[Saved entries]
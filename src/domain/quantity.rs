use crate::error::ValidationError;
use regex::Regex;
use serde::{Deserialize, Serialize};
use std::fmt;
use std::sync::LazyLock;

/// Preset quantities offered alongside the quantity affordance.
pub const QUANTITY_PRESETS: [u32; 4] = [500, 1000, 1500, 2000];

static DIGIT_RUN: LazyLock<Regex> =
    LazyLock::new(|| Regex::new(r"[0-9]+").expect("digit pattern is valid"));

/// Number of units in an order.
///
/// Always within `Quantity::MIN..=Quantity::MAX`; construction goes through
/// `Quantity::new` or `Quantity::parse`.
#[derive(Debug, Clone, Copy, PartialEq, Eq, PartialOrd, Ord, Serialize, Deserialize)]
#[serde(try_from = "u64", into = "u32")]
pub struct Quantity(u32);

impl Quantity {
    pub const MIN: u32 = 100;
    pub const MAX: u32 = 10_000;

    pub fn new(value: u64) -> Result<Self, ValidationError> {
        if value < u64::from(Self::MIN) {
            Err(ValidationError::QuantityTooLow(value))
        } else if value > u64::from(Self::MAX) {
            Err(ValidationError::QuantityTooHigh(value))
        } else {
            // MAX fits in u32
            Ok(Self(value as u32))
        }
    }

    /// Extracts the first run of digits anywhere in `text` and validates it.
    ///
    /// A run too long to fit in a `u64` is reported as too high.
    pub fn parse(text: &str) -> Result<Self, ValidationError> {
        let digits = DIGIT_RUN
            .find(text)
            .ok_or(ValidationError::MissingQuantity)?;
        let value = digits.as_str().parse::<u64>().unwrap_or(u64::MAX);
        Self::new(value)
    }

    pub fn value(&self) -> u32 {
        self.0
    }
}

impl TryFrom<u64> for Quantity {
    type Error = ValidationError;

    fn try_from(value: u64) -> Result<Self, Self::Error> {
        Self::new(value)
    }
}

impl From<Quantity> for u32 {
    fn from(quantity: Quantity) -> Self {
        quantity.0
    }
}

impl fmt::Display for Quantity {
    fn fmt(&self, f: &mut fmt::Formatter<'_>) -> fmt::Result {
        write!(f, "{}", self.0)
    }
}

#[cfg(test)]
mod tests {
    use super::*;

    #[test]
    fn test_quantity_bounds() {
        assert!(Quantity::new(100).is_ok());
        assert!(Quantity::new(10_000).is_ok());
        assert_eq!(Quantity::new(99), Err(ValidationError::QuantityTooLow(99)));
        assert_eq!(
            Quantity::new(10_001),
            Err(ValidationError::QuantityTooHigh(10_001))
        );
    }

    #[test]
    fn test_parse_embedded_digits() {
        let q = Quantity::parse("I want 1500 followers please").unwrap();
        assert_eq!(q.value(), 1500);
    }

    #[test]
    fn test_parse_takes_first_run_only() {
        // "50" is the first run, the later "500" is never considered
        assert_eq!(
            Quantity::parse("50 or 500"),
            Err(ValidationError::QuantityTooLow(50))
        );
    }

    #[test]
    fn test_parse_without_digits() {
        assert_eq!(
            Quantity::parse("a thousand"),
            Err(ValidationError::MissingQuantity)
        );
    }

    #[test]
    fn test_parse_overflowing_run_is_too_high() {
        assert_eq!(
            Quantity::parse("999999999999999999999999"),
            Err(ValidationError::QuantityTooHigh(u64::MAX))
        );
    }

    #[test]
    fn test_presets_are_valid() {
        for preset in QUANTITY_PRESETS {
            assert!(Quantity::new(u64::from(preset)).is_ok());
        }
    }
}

Instructions to follow: Output all entries exactly as given above.

Answer for this exercise:
filename src/domain/quantity.rs
use crate::error::ValidationError;
use regex::Regex;
use serde::{Deserialize, Serialize};
use std::fmt;
use std::sync::LazyLock;

/// Preset quantities offered alongside the quantity affordance.
pub const QUANTITY_PRESETS: [u32; 4] = [500, 1000, 1500, 2000];

static DIGIT_RUN: LazyLock<Regex> =
    LazyLock::new(|| Regex::new(r"[0-9]+").expect("digit pattern is valid"));

/// Number of units in an order.
///
/// Always within `Quantity::MIN..=Quantity::MAX`; construction goes through
/// `Quantity::new` or `Quantity::parse`.
#[derive(Debug, Clone, Copy, PartialEq, Eq, PartialOrd, Ord, Serialize, Deserialize)]
#[serde(try_from = "u64", into = "u32")]
pub struct Quantity(u32);

impl Quantity {
    pub const MIN: u32 = 100;
    pub const MAX: u32 = 10_000;

    pub fn new(value: u64) -> Result<Self, ValidationError> {
        if value < u64::from(Self::MIN) {
            Err(ValidationError::QuantityTooLow(value))
        } else if value > u64::from(Self::MAX) {
            Err(ValidationError::QuantityTooHigh(value))
        } else {
            // MAX fits in u32
            Ok(Self(value as u32))
        }
    }

    /// Extracts the first run of digits anywhere in `text` and validates it.
    ///
    /// A run too long to fit in a `u64` is reported as too high.
    pub fn parse(text: &str) -> Result<Self, ValidationError> {
        let digits = DIGIT_RUN
            .find(text)
            .ok_or(ValidationError::MissingQuantity)?;
        let value = digits.as_str().parse::<u64>().unwrap_or(u64::MAX);
        Self::new(value)
    }

    pub fn value(&self) -> u32 {
        self.0
    }
}

impl TryFrom<u64> for Quantity {
    type Error = ValidationError;

    fn try_from(value: u64) -> Result<Self, Self::Error> {
        Self::new(value)
    }
}

impl From<Quantity> for u32 {
    fn from(quantity: Quantity) -> Self {
        quantity.0
    }
}

impl fmt::Display for Quantity {
    fn fmt(&self, f: &mut fmt::Formatter<'_>) -> fmt::Result {
        write!(f, "{}", self.0)
    }
}

#[cfg(test)]
mod tests {
    use super::*;

    #[test]
    fn test_quantity_bounds() {
        assert!(Quantity::new(100).is_ok());
        assert!(Quantity::new(10_000).is_ok());
        assert_eq!(Quantity::new(99), Err(ValidationError::QuantityTooLow(99)));
        assert_eq!(
            Quantity::new(10_001),
            Err(ValidationError::QuantityTooHigh(10_001))
        );
    }

    #[test]
    fn test_parse_embedded_digits() {
        let q = Quantity::parse("I want 1500 followers please").unwrap();
        assert_eq!(q.value(), 1500);
    }

    #[test]
    fn test_parse_takes_first_run_only() {
        // "50" is the first run, the later "500" is never considered
        assert_eq!(
            Quantity::parse("50 or 500"),
            Err(ValidationError::QuantityTooLow(50))
        );
    }

    #[test]
    fn test_parse_without_digits() {
        assert_eq!(
            Quantity::parse("a thousand"),
            Err(ValidationError::MissingQuantity)
        );
    }

    #[test]
    fn test_parse_overflowing_run_is_too_high() {
        assert_eq!(
            Quantity::parse("999999999999999999999999"),
            Err(ValidationError::QuantityTooHigh(u64::MAX))
        );
    }

    #[test]
    fn test_presets_are_valid() {
        for preset in QUANTITY_PRESETS {
            assert!(Quantity::new(u64::from(preset)).is_ok());
        }
    }
}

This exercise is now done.